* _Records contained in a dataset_
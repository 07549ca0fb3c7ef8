use sea_orm::entity::prelude::*;
use serde::{Deserialize, Serialize};

#[derive(Clone, Debug, PartialEq, Eq, DeriveEntityModel, Serialize, Deserialize)]
#[sea_orm(table_name = "recipes")]
pub struct Model {
    #[sea_orm(primary_key)]
    pub id: i32,
    pub title: String,
    #[sea_orm(column_type = "Text")]
    pub description: String,
    pub prep_time_minutes: Option<i32>,
    pub cook_time_minutes: Option<i32>,
    pub servings: Option<i32>,
    pub difficulty: Difficulty,
    pub category_id: i32,
    pub author_id: String,
    pub created_at: Option<DateTimeUtc>,
}

#[derive(
    Clone, Copy, Debug, PartialEq, Eq, EnumIter, DeriveActiveEnum, Serialize, Deserialize,
)]
#[sea_orm(rs_type = "String", db_type = "String(StringLen::N(16))")]
#[serde(rename_all = "lowercase")]
pub enum Difficulty {
    #[sea_orm(string_value = "easy")]
    Easy,
    #[sea_orm(string_value = "medium")]
    Medium,
    #[sea_orm(string_value = "hard")]
    Hard,
}

#[derive(Copy, Clone, Debug, EnumIter, DeriveRelation)]
pub enum Relation {
    #[sea_orm(
        belongs_to = "super::user::Entity",
        from = "Column::AuthorId",
        to = "super::user::Column::Id",
        on_delete = "Cascade"
    )]
    Author,
    #[sea_orm(
        belongs_to = "super::category::Entity",
        from = "Column::CategoryId",
        to = "super::category::Column::Id",
        on_delete = "Restrict"
    )]
    Category,
    #[sea_orm(has_many = "super::ingredient::Entity")]
    Ingredients,
    #[sea_orm(has_many = "super::instruction::Entity")]
    Instructions,
    #[sea_orm(has_many = "super::rating::Entity")]
    Ratings,
}

impl Related<super::user::Entity> for Entity {
    fn to() -> RelationDef {
        Relation::Author.def()
    }
}

impl Related<super::category::Entity> for Entity {
    fn to() -> RelationDef {
        Relation::Category.def()
    }
}

impl Related<super::ingredient::Entity> for Entity {
    fn to() -> RelationDef {
        Relation::Ingredients.def()
    }
}

impl Related<super::instruction::Entity> for Entity {
    fn to() -> RelationDef {
        Relation::Instructions.def()
    }
}

impl Related<super::rating::Entity> for Entity {
    fn to() -> RelationDef {
        Relation::Ratings.def()
    }
}

impl ActiveModelBehavior for ActiveModel {}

* _YOUR OBJECTIVE_
Go through the entries above and report each line with the string "impl" in it.

* _EXERCISE ANSWER_
impl Related<super::user::Entity> for Entity {
impl Related<super::category::Entity> for Entity {
impl Related<super::ingredient::Entity> for Entity {
impl Related<super::instruction::Entity> for Entity {
impl Related<super::rating::Entity> for Entity {
impl ActiveModelBehavior for ActiveModel {}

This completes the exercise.